● **PROBLEM**
After locating the line that contains "in New York" in the records below, write out exactly that line and each line after it through the one that contains "async fn test_each_student_enriched_once()", and nothing else.

● **MATERIALS PROVIDED**
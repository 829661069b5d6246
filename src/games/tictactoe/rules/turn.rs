//! Turn inference for tic-tac-toe.

use super::super::{Board, Player};
use tracing::instrument;

/// Counts the squares that hold a marker.
#[instrument]
pub fn filled_count(board: &Board) -> usize {
    board.squares().iter().filter(|s| !s.is_empty()).count()
}

/// Infers whose move is next from the number of markers on the board.
///
/// X opens, so an even count means X moves and an odd count means O moves.
/// Alternation is assumed, not verified.
#[instrument]
pub fn next_player(board: &Board) -> Player {
    if filled_count(board) % 2 == 0 {
        Player::X
    } else {
        Player::O
    }
}

#[cfg(test)]
mod tests {
    use super::*;

    #[test]
    fn test_empty_board_x_moves() {
        assert_eq!(next_player(&Board::new()), Player::X);
    }

    #[test]
    fn test_parity_over_fill_counts() {
        let mut board = Board::new();
        for k in 0..9 {
            let expected = if k % 2 == 0 { Player::X } else { Player::O };
            assert_eq!(filled_count(&board), k);
            assert_eq!(next_player(&board), expected, "after {k} markers");
            board = board.with(k, next_player(&board));
        }
    }

    #[test]
    fn test_exercise_default_is_x_to_move() {
        assert_eq!(next_player(&Board::exercise_default()), Player::X);
    }

    #[test]
    fn test_counts_markers_not_owners() {
        // Two X markers and nothing else still reads as X to move.
        let board = Board::new().with(0, Player::X).with(1, Player::X);
        assert_eq!(next_player(&board), Player::X);
    }
}
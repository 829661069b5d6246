//! Display names for the two players.

use super::Player;
use derive_getters::Getters;
use derive_more::{Display, Error};
use serde::{Deserialize, Serialize};
use strum::IntoEnumIterator;
use tracing::instrument;

/// Shortest name accepted for a player.
pub const MIN_NAME_LEN: usize = 2;

/// Maps each marker to the name shown in status lines.
#[derive(Debug, Clone, PartialEq, Eq, Getters, Serialize, Deserialize)]
pub struct PlayerNames {
    /// Name of the X player.
    #[serde(default = "default_x")]
    x: String,
    /// Name of the O player.
    #[serde(default = "default_o")]
    o: String,
}

fn default_x() -> String {
    "Player X".to_string()
}

fn default_o() -> String {
    "Player O".to_string()
}

impl PlayerNames {
    /// Creates a name mapping, rejecting names shorter than [`MIN_NAME_LEN`].
    #[instrument(skip(x, o))]
    pub fn new(x: impl Into<String>, o: impl Into<String>) -> Result<Self, PlayerNameError> {
        let names = Self {
            x: x.into(),
            o: o.into(),
        };
        names.validate()?;
        Ok(names)
    }

    /// Checks both names against [`MIN_NAME_LEN`].
    pub fn validate(&self) -> Result<(), PlayerNameError> {
        for player in Player::iter() {
            let name = self.name(player);
            if name.trim().chars().count() < MIN_NAME_LEN {
                return Err(PlayerNameError::new(format!(
                    "name for {} must be at least {} characters, got {:?}",
                    player, MIN_NAME_LEN, name
                )));
            }
        }
        Ok(())
    }

    /// Looks up the name for a marker.
    pub fn name(&self, player: Player) -> &str {
        match player {
            Player::X => &self.x,
            Player::O => &self.o,
        }
    }

    /// Formats the in-progress status line, e.g. `Player X's turn (X)`.
    #[instrument(skip(self))]
    pub fn turn_description(&self, player: Player) -> String {
        format!("{}'s turn ({})", self.name(player), player.marker())
    }
}

impl Default for PlayerNames {
    fn default() -> Self {
        Self {
            x: default_x(),
            o: default_o(),
        }
    }
}

/// Rejected player name.
#[derive(Debug, Clone, Display, Error)]
#[display("Player name error: {} at {}:{}", message, file, line)]
pub struct PlayerNameError {
    /// Error message.
    pub message: String,
    /// Line number where error occurred.
    pub line: u32,
    /// Source file where error occurred.
    pub file: &'static str,
}

impl PlayerNameError {
    /// Creates a new player name error.
    #[track_caller]
    pub fn new(message: impl Into<String>) -> Self {
        let loc = std::panic::Location::caller();
        Self {
            message: message.into(),
            line: loc.line(),
            file: loc.file(),
        }
    }
}
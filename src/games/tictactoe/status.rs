//! Turn and status evaluation.
//!
//! Every call classifies the snapshot it is given from scratch. There is no
//! session object; callers hold the board and apply moves themselves.

use super::rules::{find_winner, is_full, next_player};
use super::{Board, Player, WinningLine};
use derive_getters::Getters;
use serde::{Deserialize, Serialize};
use tracing::{debug, instrument};

/// Placeholder replaced by the winner's marker in [`StatusMessages::win`].
pub const WINNER_PLACEHOLDER: &str = "{winner}";

/// Classification of a board snapshot.
#[derive(Debug, Clone, Copy, PartialEq, Eq, Serialize, Deserialize)]
#[serde(tag = "state", rename_all = "snake_case")]
pub enum GameStatus {
    /// Moves remain and nobody has won.
    InProgress {
        /// Player to move.
        next: Player,
    },
    /// A player owns a complete line.
    Won {
        /// The winner.
        player: Player,
        /// The first complete line in catalogue order.
        line: WinningLine,
    },
    /// Board full without a winner.
    Draw,
}

impl GameStatus {
    /// Won and Draw are terminal; no further move is meaningful.
    pub fn is_terminal(&self) -> bool {
        !matches!(self, GameStatus::InProgress { .. })
    }

    /// The winning line, for highlighting.
    pub fn winning_line(&self) -> Option<WinningLine> {
        match self {
            GameStatus::Won { line, .. } => Some(*line),
            _ => None,
        }
    }
}

/// Classifies a board: winner first, then a full board, else in progress.
#[instrument]
pub fn evaluate(board: &Board) -> GameStatus {
    if let Some((player, line)) = find_winner(board) {
        GameStatus::Won { player, line }
    } else if is_full(board) {
        debug!("Board full without a winner");
        GameStatus::Draw
    } else {
        GameStatus::InProgress {
            next: next_player(board),
        }
    }
}

/// Templates for the terminal status lines.
#[derive(Debug, Clone, PartialEq, Eq, Getters, Serialize, Deserialize)]
pub struct StatusMessages {
    /// Win template; `{winner}` is replaced by the marker.
    #[serde(default = "default_win")]
    win: String,
    /// Draw message.
    #[serde(default = "default_draw")]
    draw: String,
}

fn default_win() -> String {
    format!("Winner: {}", WINNER_PLACEHOLDER)
}

fn default_draw() -> String {
    "Scratch: Cat's game".to_string()
}

impl StatusMessages {
    /// Creates custom templates.
    pub fn new(win: impl Into<String>, draw: impl Into<String>) -> Self {
        Self {
            win: win.into(),
            draw: draw.into(),
        }
    }

    /// Renders the win line for `player`.
    pub fn win_message(&self, player: Player) -> String {
        self.win.replace(WINNER_PLACEHOLDER, player.marker())
    }
}

impl Default for StatusMessages {
    fn default() -> Self {
        Self {
            win: default_win(),
            draw: default_draw(),
        }
    }
}

/// Composes the status line with the default messages.
///
/// `next_player_description` is returned verbatim while the game is in
/// progress, so callers can embed a display name in it.
#[instrument(skip(next_player_description))]
pub fn status(board: &Board, next_player_description: &str) -> String {
    status_with(board, next_player_description, &StatusMessages::default())
}

/// Composes the status line with caller-supplied messages.
#[instrument(skip(next_player_description, messages))]
pub fn status_with(
    board: &Board,
    next_player_description: &str,
    messages: &StatusMessages,
) -> String {
    match evaluate(board) {
        GameStatus::Won { player, .. } => messages.win_message(player),
        GameStatus::Draw => messages.draw().clone(),
        GameStatus::InProgress { .. } => next_player_description.to_string(),
    }
}
//! Tic-tac-toe board evaluation.

mod notation;
mod players;
pub mod rules;
mod status;
mod types;

pub use notation::BoardParseError;
pub use players::{MIN_NAME_LEN, PlayerNameError, PlayerNames};
pub use rules::{check_winner, filled_count, find_winner, is_draw, is_full, next_player};
pub use status::{GameStatus, StatusMessages, WINNER_PLACEHOLDER, evaluate, status, status_with};
pub use types::{BOARD_SIZE, Board, Player, Square, WINNING_LINES, WinningLine};
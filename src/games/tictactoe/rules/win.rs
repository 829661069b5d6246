//! Win detection logic for tic-tac-toe.

use super::super::{Board, Player, Square, WINNING_LINES, WinningLine};
use tracing::{debug, instrument};

/// Finds the first line owned entirely by one player.
///
/// Lines are scanned in catalogue order (rows, columns, diagonals), so a
/// malformed board with several complete lines reports the earliest one.
#[instrument]
pub fn find_winner(board: &Board) -> Option<(Player, WinningLine)> {
    for line in WINNING_LINES {
        let [a, b, c] = line.indices();
        let sq = board.get(a);
        if let Square::Occupied(player) = sq
            && sq == board.get(b)
            && sq == board.get(c)
        {
            debug!(%player, ?line, "Winning line found");
            return Some((player, line));
        }
    }

    None
}

/// Checks if there is a winner on the board.
///
/// Returns `Some(player)` if the player has three in a row,
/// `None` otherwise.
#[instrument]
pub fn check_winner(board: &Board) -> Option<Player> {
    find_winner(board).map(|(player, _)| player)
}
//! Ingestion pipeline against scripted feed and profile mocks.
//!
//! Every run bills June 2021 unless stated otherwise; see
//! `fixtures::june_history` for the session layout.

use chrono::{TimeZone, Utc};
use integration_tests::{
    fixtures,
    mocks::{MockFeed, MockProfiles},
    setup::{june, TestContext},
};
use invoice_core::{
    Error, FinancedStatus, SessionId, StudentId, StudentRegistry, StudentSnapshot,
};
use std::time::Duration;

fn session_ids(outcome: &worker::PipelineOutcome) -> Vec<String> {
    let mut ids: Vec<String> = outcome
        .aggregate
        .filter(&invoice_core::SessionFilter::new().any_kind())
        .iter()
        .map(|s| s.id().as_str().to_string())
        .collect();
    ids.sort();
    ids
}

#[tokio::test]
async fn test_only_billing_month_sessions_are_kept() {
    let ctx = TestContext::new(MockFeed::new(fixtures::june_history()), MockProfiles::new());

    let outcome = ctx.run_june().await.expect("run should succeed");

    assert_eq!(outcome.aggregate.len(), 7);
    for outside in [100, 101, 200, 201] {
        assert!(outcome.aggregate.get(&SessionId::from(outside)).is_none());
    }
    // Students only seen outside the month are never created
    assert_eq!(outcome.registry.len(), 3);
    assert!(outcome.registry.get(&StudentId::from(4)).is_none());
    assert!(outcome.registry.get(&StudentId::from(5)).is_none());
    assert_eq!(outcome.pages_fetched, 1);
}

#[tokio::test]
async fn test_cursor_walks_strictly_backward() {
    let ctx = TestContext::new(
        MockFeed::new(fixtures::june_history()).with_page_size(2),
        MockProfiles::new(),
    );

    let outcome = ctx.run_june().await.unwrap();
    let cursors = ctx.feed.cursors();

    // Starts past the end of the month to cover every UTC offset
    assert_eq!(cursors[0], Utc.with_ymd_and_hms(2021, 7, 1, 14, 0, 0).unwrap());
    assert!(cursors.windows(2).all(|w| w[1] < w[0]));
    // Stops once a page reaches far enough back into May
    assert_eq!(cursors.len(), 5);
    assert_eq!(outcome.pages_fetched, 5);
    assert_eq!(outcome.aggregate.len(), 7);
}

#[tokio::test]
async fn test_page_order_does_not_matter() {
    let ordered = TestContext::new(
        MockFeed::new(fixtures::june_history()).with_page_size(3),
        MockProfiles::new(),
    );
    let reversed = TestContext::new(
        MockFeed::new(fixtures::june_history())
            .with_page_size(3)
            .with_reversed_pages(),
        MockProfiles::new(),
    );

    let ordered = ordered.run_june().await.unwrap();
    let reversed = reversed.run_june().await.unwrap();

    assert_eq!(session_ids(&ordered), session_ids(&reversed));
    assert_eq!(ordered.aggregate.total(), reversed.aggregate.total());
}

#[tokio::test]
async fn test_month_follows_local_time() {
    let mut history = fixtures::june_history();
    // Late May and late June in UTC, early June and early July in Paris
    history.push(fixtures::session(900, "2021-06-01T00:30:00+0200", 1, "Alice Martin"));
    history.push(fixtures::session(901, "2021-07-01T00:30:00+0200", 1, "Alice Martin"));
    // Early July in UTC, still June in New York
    history.push(fixtures::session(902, "2021-06-30T22:00:00-0400", 3, "Chloe Petit"));
    let ctx = TestContext::new(
        MockFeed::new(history).with_page_size(2),
        MockProfiles::new(),
    );

    let outcome = ctx.run_june().await.unwrap();

    assert!(outcome.aggregate.get(&SessionId::from(900)).is_some());
    assert!(outcome.aggregate.get(&SessionId::from(901)).is_none());
    assert!(outcome.aggregate.get(&SessionId::from(902)).is_some());
    assert_eq!(outcome.aggregate.len(), 9);
}

#[tokio::test]
async fn test_future_sessions_are_left_out() {
    let ctx = TestContext::new(MockFeed::new(fixtures::june_history()), MockProfiles::new());
    let window = june().with_now(Utc.with_ymd_and_hms(2021, 6, 15, 12, 0, 0).unwrap());

    let outcome = ctx
        .pipeline
        .run(window, StudentRegistry::new())
        .await
        .unwrap();

    assert_eq!(session_ids(&outcome), vec!["1", "2", "3", "4", "5"]);
    assert!(outcome.registry.get(&StudentId::from(3)).is_none());
}

#[tokio::test]
async fn test_duplicate_records_are_merged() {
    let mut history = fixtures::june_history();
    history.push(fixtures::session_with(
        4,
        "2021-06-10T16:00:00+0000",
        2,
        "Bob Durand",
        2,
        "completed",
    ));
    let ctx = TestContext::new(MockFeed::new(history), MockProfiles::new());

    let outcome = ctx.run_june().await.unwrap();
    assert_eq!(outcome.aggregate.len(), 7);
}

#[tokio::test]
async fn test_each_student_enriched_once() {
    // Small pages spread Alice's sessions over several pages
    let ctx = TestContext::new(
        MockFeed::new(fixtures::june_history()).with_page_size(2),
        MockProfiles::new().auto_financed(2),
    );

    let outcome = ctx.run_june().await.unwrap();

    assert_eq!(ctx.profiles.calls_for(1), 1);
    assert_eq!(ctx.profiles.calls_for(2), 1);
    assert_eq!(ctx.profiles.calls_for(3), 1);
    assert_eq!(outcome.students_enriched, 3);

    let status = |id: u64| outcome.registry.get(&StudentId::from(id)).unwrap().financed();
    assert_eq!(status(1), FinancedStatus::Financed);
    assert_eq!(status(2), FinancedStatus::AutoFinanced);
    assert_eq!(status(3), FinancedStatus::Financed);
}

#[tokio::test]
async fn test_every_student_resolved_when_run_returns() {
    let ctx = TestContext::new(
        MockFeed::new(fixtures::june_history()),
        MockProfiles::new().with_delay(Duration::from_millis(30)),
    );

    let outcome = ctx.run_june().await.unwrap();

    for snapshot in outcome.registry.snapshot() {
        assert!(
            snapshot.financed.is_resolved(),
            "{} still unresolved",
            snapshot.name
        );
    }
}

#[tokio::test]
async fn test_enrichment_concurrency_is_bounded() {
    let history: Vec<_> = (1..=12)
        .map(|i| {
            fixtures::session(
                i,
                &format!("2021-06-{:02}T10:00:00+0000", i),
                i,
                &format!("Student {i}"),
            )
        })
        .collect();
    let ctx = TestContext::with_workers(
        MockFeed::new(history),
        MockProfiles::new().with_delay(Duration::from_millis(20)),
        2,
    );

    let outcome = ctx.run_june().await.unwrap();

    assert_eq!(ctx.profiles.total_calls(), 12);
    assert_eq!(outcome.students_enriched, 12);
    assert!(ctx.profiles.peak_in_flight() <= 2);
}

#[tokio::test]
async fn test_known_students_skip_enrichment() {
    let mut registry = StudentRegistry::new();
    registry.merge([
        StudentSnapshot {
            student_id: StudentId::from(1),
            name: "Alice Martin".into(),
            financed: FinancedStatus::Financed,
        },
        StudentSnapshot {
            student_id: StudentId::from(2),
            name: "Bob Durand".into(),
            financed: FinancedStatus::AutoFinanced,
        },
    ]);
    let ctx = TestContext::new(MockFeed::new(fixtures::june_history()), MockProfiles::new());

    let outcome = ctx.pipeline.run(june(), registry).await.unwrap();

    assert_eq!(ctx.profiles.calls_for(1), 0);
    assert_eq!(ctx.profiles.calls_for(2), 0);
    assert_eq!(ctx.profiles.calls_for(3), 1);
    assert_eq!(outcome.students_enriched, 1);
}

#[tokio::test]
async fn test_nameless_recipient_needs_a_known_student() {
    let history = vec![
        fixtures::session(1, "2021-06-01T08:00:00+0000", 1, "Alice Martin"),
        fixtures::anonymous_session(2, "2021-06-02T08:00:00+0000", 9),
    ];

    let ctx = TestContext::new(MockFeed::new(history.clone()), MockProfiles::new());
    assert!(matches!(ctx.run_june().await, Err(Error::Parse(_))));

    let mut registry = StudentRegistry::new();
    registry.merge([StudentSnapshot {
        student_id: StudentId::from(9),
        name: "Known Student".into(),
        financed: FinancedStatus::Financed,
    }]);
    let ctx = TestContext::new(MockFeed::new(history), MockProfiles::new());
    let outcome = ctx.pipeline.run(june(), registry).await.unwrap();
    assert_eq!(outcome.aggregate.len(), 2);
}

#[tokio::test]
async fn test_unparseable_profile_aborts_run() {
    let ctx = TestContext::new(
        MockFeed::new(fixtures::june_history()),
        MockProfiles::new().with_page(3, fixtures::BROKEN_PAGE),
    );

    let result = ctx.run_june().await;
    match result {
        Err(Error::Parse(msg)) => assert!(msg.contains('3'), "unexpected message: {msg}"),
        other => panic!("expected a parse error, got {other:?}"),
    }
}

#[tokio::test]
async fn test_profile_failure_aborts_run() {
    let ctx = TestContext::new(
        MockFeed::new(fixtures::june_history()).with_page_size(2),
        MockProfiles::new().failing_for(2),
    );

    assert!(matches!(ctx.run_june().await, Err(Error::Http(_))));
}

#[tokio::test]
async fn test_feed_failure_aborts_run() {
    let ctx = TestContext::new(
        MockFeed::new(fixtures::june_history())
            .with_page_size(2)
            .failing_on_call(2),
        MockProfiles::new(),
    );

    assert!(matches!(ctx.run_june().await, Err(Error::Http(_))));
    assert_eq!(ctx.feed.call_count(), 2);
}

#[tokio::test]
async fn test_malformed_record_aborts_run() {
    let mut history = fixtures::june_history();
    let mut bad = fixtures::session(50, "2021-06-20T10:00:00+0000", 1, "Alice Martin");
    bad["projectLevel"] = serde_json::json!("7");
    history.push(bad);
    let ctx = TestContext::new(MockFeed::new(history), MockProfiles::new());

    assert!(matches!(ctx.run_june().await, Err(Error::Parse(_))));
}

#[tokio::test]
async fn test_stalled_feed_is_detected() {
    let ctx = TestContext::new(
        MockFeed::new(fixtures::june_history())
            .with_page_size(3)
            .stuck(),
        MockProfiles::new(),
    );

    assert!(matches!(ctx.run_june().await, Err(Error::Pagination(_))));
    assert_eq!(ctx.feed.call_count(), 2);
}

#[tokio::test]
async fn test_empty_feed_ends_run() {
    let ctx = TestContext::new(MockFeed::new(Vec::new()), MockProfiles::new());

    let outcome = ctx.run_june().await.unwrap();
    assert!(outcome.aggregate.is_empty());
    assert_eq!(outcome.pages_fetched, 1);
}

#[tokio::test]
async fn test_cancellation_stops_run() {
    let ctx = TestContext::new(
        MockFeed::new(fixtures::june_history())
            .with_page_size(1)
            .with_delay(Duration::from_millis(200)),
        MockProfiles::new(),
    );

    let token = ctx.pipeline.cancellation_token();
    tokio::spawn(async move {
        tokio::time::sleep(Duration::from_millis(20)).await;
        token.cancel();
    });

    assert!(matches!(ctx.run_june().await, Err(Error::Cancelled)));
}

#[tokio::test]
async fn test_resolved_students_persist_between_runs() {
    let dir = tempfile::tempdir().unwrap();
    let path = dir.path().join("students.json");

    let first = TestContext::new(
        MockFeed::new(fixtures::june_history()),
        MockProfiles::new().auto_financed(2),
    );
    let registry = StudentRegistry::persistent(&path).unwrap();
    first.pipeline.run(june(), registry).await.unwrap();
    assert_eq!(first.profiles.total_calls(), 3);

    let reloaded = StudentRegistry::persistent(&path).unwrap();
    assert_eq!(reloaded.len(), 3);
    assert_eq!(
        reloaded.get(&StudentId::from(2)).unwrap().financed(),
        FinancedStatus::AutoFinanced
    );

    let second = TestContext::new(MockFeed::new(fixtures::june_history()), MockProfiles::new());
    let outcome = second.pipeline.run(june(), reloaded).await.unwrap();
    assert_eq!(second.profiles.total_calls(), 0);
    assert_eq!(outcome.students_enriched, 0);
}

● **THE COMPLETED TASK**
    // Early July in UTC, still June in New York
    history.push(fixtures::session(902, "2021-06-30T22:00:00-0400", 3, "Chloe Petit"));
    let ctx = TestContext::new(
        MockFeed::new(history).with_page_size(2),
        MockProfiles::new(),
    );

    let outcome = ctx.run_june().await.unwrap();

    assert!(outcome.aggregate.get(&SessionId::from(900)).is_some());
    assert!(outcome.aggregate.get(&SessionId::from(901)).is_none());
    assert!(outcome.aggregate.get(&SessionId::from(902)).is_some());
    assert_eq!(outcome.aggregate.len(), 9);
}

#[tokio::test]
async fn test_future_sessions_are_left_out() {
    let ctx = TestContext::new(MockFeed::new(fixtures::june_history()), MockProfiles::new());
    let window = june().with_now(Utc.with_ymd_and_hms(2021, 6, 15, 12, 0, 0).unwrap());

    let outcome = ctx
        .pipeline
        .run(window, StudentRegistry::new())
        .await
        .unwrap();

    assert_eq!(session_ids(&outcome), vec!["1", "2", "3", "4", "5"]);
    assert!(outcome.registry.get(&StudentId::from(3)).is_none());
}

#[tokio::test]
async fn test_duplicate_records_are_merged() {
    let mut history = fixtures::june_history();
    history.push(fixtures::session_with(
        4,
        "2021-06-10T16:00:00+0000",
        2,
        "Bob Durand",
        2,
        "completed",
    ));
    let ctx = TestContext::new(MockFeed::new(history), MockProfiles::new());

    let outcome = ctx.run_june().await.unwrap();
    assert_eq!(outcome.aggregate.len(), 7);
}

#[tokio::test]
async fn test_each_student_enriched_once() {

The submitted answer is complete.